EXTRACTED RECORDS:
//! HTML templates for the blog pages
//!
//! Pages are assembled from small string-building helpers; every value that
//! came from a post file is escaped except the rendered markdown body.

use crate::config::SiteConfig;
use crate::content::{PostMetadata, TocEntry};
use crate::helpers::{escape_html, format_date, post_path, tag_path, PageLinks};
use crate::pages::{HomePage, ListingPage, PostPage, SearchPage, TagPage, TagsPage};

/// Wrap page content in the site layout
pub fn layout(config: &SiteConfig, title: &str, description: &str, body: &str) -> String {
    let page_title = if title.is_empty() {
        escape_html(&config.title)
    } else {
        format!("{} | {}", escape_html(title), escape_html(&config.title))
    };

    let mut header = String::new();
    if !title.is_empty() {
        header.push_str(&format!(r#"<h1 class="page-title">{}</h1>"#, escape_html(title)));
    }
    if !description.is_empty() {
        header.push_str(&format!(
            r#"<p class="page-description">{}</p>"#,
            escape_html(description)
        ));
    }

    format!(
        r#"<!DOCTYPE html>
<html lang="en">
<head>
<meta charset="utf-8">
<meta name="viewport" content="width=device-width, initial-scale=1">
<title>{page_title}</title>
<meta name="description" content="{site_description}">
<link rel="stylesheet" href="/css/style.css">
</head>
<body>
<nav class="navbar">
<a class="brand" href="/">{site_title}</a>
<a href="/posts">Posts</a>
<a href="/tags">Tags</a>
<form class="search-form" action="/search" method="get"><input type="search" name="q" placeholder="Search"></form>
</nav>
<div class="page">
<header>{header}</header>
<main>
{body}
</main>
</div>
</body>
</html>
"#,
        page_title = page_title,
        site_description = escape_html(&config.description),
        site_title = escape_html(&config.title),
        header = header,
        body = body,
    )
}

/// Date line of a post
fn post_meta(date: &str, reading_minutes: Option<usize>) -> String {
    let mut html = format!(
        r#"<div class="post-meta"><time datetime="{}">{}</time>"#,
        escape_html(date),
        escape_html(&format_date(date))
    );
    if let Some(minutes) = reading_minutes {
        html.push_str(&format!(
            r#"<span class="reading-time">{} min read</span>"#,
            minutes
        ));
    }
    html.push_str("</div>");
    html
}

fn tag_badge(tag: &str) -> String {
    format!(
        r#"<a class="tag-badge" href="{}">{}</a>"#,
        escape_html(&tag_path(tag)),
        escape_html(tag)
    )
}

fn tag_list(tags: &[String]) -> String {
    let mut html = String::from(r#"<div class="tag-list">"#);
    for tag in tags {
        html.push_str(&tag_badge(tag));
    }
    html.push_str("</div>");
    html
}

fn post_card(post: &PostMetadata) -> String {
    let mut html = format!(
        r#"<a class="post-card" href="{}"><article>"#,
        escape_html(&post_path(&post.slug))
    );
    if !post.cover_image.is_empty() {
        html.push_str(&format!(
            r#"<img class="cover" src="{}" alt="{}" loading="lazy">"#,
            escape_html(&post.cover_image),
            escape_html(&post.title)
        ));
    }
    html.push_str(&format!("<h2>{}</h2>", escape_html(&post.title)));
    html.push_str(&post_meta(&post.date, None));
    html.push_str("</article></a>");
    html
}

fn post_grid(posts: &[PostMetadata], empty_message: &str) -> String {
    if posts.is_empty() {
        return format!(r#"<p class="empty">{}</p>"#, escape_html(empty_message));
    }
    let mut html = String::from(r#"<div class="post-grid">"#);
    for post in posts {
        html.push_str(&post_card(post));
    }
    html.push_str("</div>");
    html
}

/// Pagination control; empty when there are no pages
pub fn pagination(links: &PageLinks) -> String {
    if !links.is_visible() {
        return String::new();
    }

    let mut html = String::from(r#"<nav class="pagination">"#);
    let edge = |html: &mut String, href: Option<String>, label: &str, class: &str| {
        if let Some(href) = href {
            html.push_str(&format!(
                r#"<a class="{}" href="{}" aria-label="{}">{}</a>"#,
                class,
                escape_html(&href),
                label,
                match class {
                    "first" => "&laquo;",
                    "prev" => "&lsaquo;",
                    "next" => "&rsaquo;",
                    _ => "&raquo;",
                }
            ));
        }
    };

    edge(&mut html, links.first(), "First page", "first");
    edge(&mut html, links.prev(), "Previous page", "prev");

    for page in links.window() {
        if page == links.current {
            html.push_str(&format!(
                r#"<a class="page current" href="{}" aria-current="page">{}</a>"#,
                escape_html(&links.href(page)),
                page
            ));
        } else {
            html.push_str(&format!(
                r#"<a class="page" href="{}">{}</a>"#,
                escape_html(&links.href(page)),
                page
            ));
        }
    }

    edge(&mut html, links.next(), "Next page", "next");
    edge(&mut html, links.last(), "Last page", "last");

    html.push_str("</nav>");
    html
}

fn table_of_contents(toc: &[TocEntry]) -> String {
    if toc.is_empty() {
        return String::new();
    }
    let mut html = String::from(r#"<aside class="toc"><p class="toc-title">Contents</p><ul>"#);
    for entry in toc {
        html.push_str(&format!(
            r##"<li class="toc-level-{}"><a href="#{}">{}</a></li>"##,
            entry.level,
            escape_html(&entry.id),
            escape_html(&entry.text)
        ));
    }
    html.push_str("</ul></aside>");
    html
}

pub fn render_home(config: &SiteConfig, page: &HomePage) -> String {
    let mut body = String::from(r#"<section class="recent"><h2>Recent posts</h2>"#);
    body.push_str(&post_grid(&page.recent_posts, "No posts yet."));
    body.push_str(r#"<a class="more" href="/posts">All posts</a></section>"#);

    if !page.tags.is_empty() {
        body.push_str(r#"<section class="tags"><h2>Tags</h2>"#);
        body.push_str(&tag_list(&page.tags));
        body.push_str(r#"<a class="more" href="/tags">All tags</a></section>"#);
    }

    layout(config, &config.title, &config.description, &body)
}

pub fn render_listing(config: &SiteConfig, page: &ListingPage) -> String {
    let mut body = post_grid(&page.posts, "There are no posts on this page.");
    body.push_str(&pagination(&page.links));
    layout(config, "Posts", "All posts on this blog.", &body)
}

pub fn render_post(config: &SiteConfig, page: &PostPage) -> String {
    let meta = &page.post.metadata;
    let mut body = String::from(r#"<div class="post-layout"><article class="post">"#);

    if !meta.cover_image.is_empty() {
        body.push_str(&format!(
            r#"<img class="cover" src="{}" alt="{}">"#,
            escape_html(&meta.cover_image),
            escape_html(&meta.title)
        ));
    }

    body.push_str(&format!(
        r#"<header><h1 class="post-title">{}</h1>"#,
        escape_html(&meta.title)
    ));
    body.push_str(&post_meta(&meta.date, Some(page.reading_minutes)));
    body.push_str(&tag_list(&meta.tags));
    body.push_str("</header>");

    // Rendered markdown; raw HTML was already dropped by the renderer
    body.push_str(r#"<div id="post-content" class="prose">"#);
    body.push_str(&page.post.content);
    body.push_str("</div>");

    body.push_str(r#"<nav class="post-nav">"#);
    match &page.prev {
        Some(prev) => body.push_str(&format!(
            r#"<a class="prev" href="{}"><span>Previous post</span>{}</a>"#,
            escape_html(&post_path(&prev.slug)),
            escape_html(&prev.title)
        )),
        None => body.push_str("<div></div>"),
    }
    match &page.next {
        Some(next) => body.push_str(&format!(
            r#"<a class="next" href="{}"><span>Next post</span>{}</a>"#,
            escape_html(&post_path(&next.slug)),
            escape_html(&next.title)
        )),
        None => body.push_str("<div></div>"),
    }
    body.push_str("</nav>");
    body.push_str(r#"<a class="back" href="/posts">Back to all posts</a></article>"#);

    body.push_str(&table_of_contents(&page.post.toc));
    body.push_str("</div>");

    layout(config, "", "", &body)
}

pub fn render_tags(config: &SiteConfig, page: &TagsPage) -> String {
    let body = if page.tags.is_empty() {
        r#"<p class="empty">No tags yet.</p>"#.to_string()
    } else {
        tag_list(&page.tags)
    };
    layout(config, "Tags", "Every tag used on this blog.", &body)
}

pub fn render_tag(config: &SiteConfig, page: &TagPage) -> String {
    let mut body = post_grid(&page.posts, "No posts with this tag.");
    body.push_str(&pagination(&page.links));
    layout(
        config,
        &format!("Tag: {}", page.tag),
        &format!("{} posts tagged {}", page.total_posts, page.tag),
        &body,
    )
}

/// Client-side search over the exported index, for pages served without a
/// server-side query (the static export). Mirrors `matches_query`, the card
/// markup and the query-parameter pagination.
const CLIENT_SEARCH_SCRIPT: &str = r#"<script>
(function () {
  var params = new URLSearchParams(location.search);
  var query = params.get('q') || '';
  if (!query.trim()) return;
  var root = document.getElementById('search-results');
  var perPage = parseInt(root.dataset.perPage, 10) || 12;
  var current = parseInt(params.get('page'), 10) || 1;
  var needle = query.toLowerCase();
  var base = '/search?q=' + encodeURIComponent(query);

  function el(tag, attrs, text) {
    var node = document.createElement(tag);
    for (var key in attrs) node.setAttribute(key, attrs[key]);
    if (text !== undefined) node.textContent = text;
    return node;
  }
  function href(page) { return page <= 1 ? base : base + '&page=' + page; }
  function formatDate(date) {
    var m = /^(\d{4})-(\d{2})-(\d{2})/.exec(date);
    return m ? m[1] + '.' + m[2] + '.' + m[3] : date;
  }
  function card(post) {
    var link = el('a', { 'class': 'post-card', href: '/posts/' + encodeURIComponent(post.slug) });
    var article = el('article', {});
    if (post.coverImage) {
      article.appendChild(el('img', { 'class': 'cover', src: post.coverImage, alt: post.title, loading: 'lazy' }));
    }
    article.appendChild(el('h2', {}, post.title));
    var meta = el('div', { 'class': 'post-meta' });
    meta.appendChild(el('time', { datetime: post.date }, formatDate(post.date)));
    article.appendChild(meta);
    link.appendChild(article);
    return link;
  }
  function pagination(total) {
    var nav = el('nav', { 'class': 'pagination' });
    function edge(show, page, cls, label) {
      if (show) nav.appendChild(el('a', { 'class': cls, href: href(page) }, label));
    }
    edge(current > 2, 1, 'first', '«');
    edge(current > 1, current - 1, 'prev', '‹');
    var start = Math.max(1, current - 2);
    var end = Math.min(total, start + 4);
    start = Math.max(1, Math.min(start, end - 4));
    for (var n = start; n <= end; n++) {
      nav.appendChild(el('a', { 'class': n === current ? 'page current' : 'page', href: href(n) }, String(n)));
    }
    edge(current < total, current + 1, 'next', '›');
    edge(current + 1 < total, total, 'last', '»');
    return nav;
  }

  fetch(root.dataset.index).then(function (r) { return r.json(); }).then(function (posts) {
    var hits = posts.filter(function (post) {
      return post.title.toLowerCase().indexOf(needle) !== -1 ||
        post.tags.some(function (tag) { return tag.toLowerCase().indexOf(needle) !== -1; });
    });
    var title = document.querySelector('.page-title');
    if (title) title.textContent = 'Search: ' + query;
    var total = Math.ceil(hits.length / perPage);
    if (!hits.length || current < 1 || current > total) {
      root.appendChild(el('p', { 'class': 'empty' }, 'No results. Try another search term.'));
      return;
    }
    var grid = el('div', { 'class': 'post-grid' });
    hits.slice((current - 1) * perPage, current * perPage).forEach(function (post) {
      grid.appendChild(card(post));
    });
    root.appendChild(el('p', { 'class': 'page-description' }, hits.length + ' results for "' + query + '"'));
    root.appendChild(grid);
    root.appendChild(pagination(total));
  });
})();
</script>"#;

pub fn render_search(config: &SiteConfig, page: &SearchPage) -> String {
    let mut body = String::new();
    if page.total_results > 0 {
        body.push_str(&post_grid(&page.posts, ""));
    } else if !page.query.trim().is_empty() {
        body.push_str(r#"<p class="empty">No results. Try another search term.</p>"#);
    }
    if let Some(links) = &page.links {
        body.push_str(&pagination(links));
    }
    if page.query.trim().is_empty() {
        body.push_str(&format!(
            r#"<div id="search-results" data-index="{}" data-per-page="{}"></div>"#,
            escape_html(&config.search_index_path()),
            config.per_page
        ));
        body.push_str(CLIENT_SEARCH_SCRIPT);
    }

    let description = if page.query.is_empty() {
        String::new()
    } else {
        format!("{} results for \"{}\"", page.total_results, page.query)
    };
    layout(config, &format!("Search: {}", page.query), &description, &body)
}

pub fn render_not_found(config: &SiteConfig) -> String {
    let body = r#"<p class="empty">The page you were looking for does not exist.</p><a class="back" href="/">Go home</a>"#;
    layout(config, "Page not found", "", body)
}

WHAT NEEDS TO BE DONE:
Each line of the data that includes "show" should be copied.

ANSWER TO THIS PROBLEM:
    function edge(show, page, cls, label) {
      if (show) nav.appendChild(el('a', { 'class': cls, href: href(page) }, label));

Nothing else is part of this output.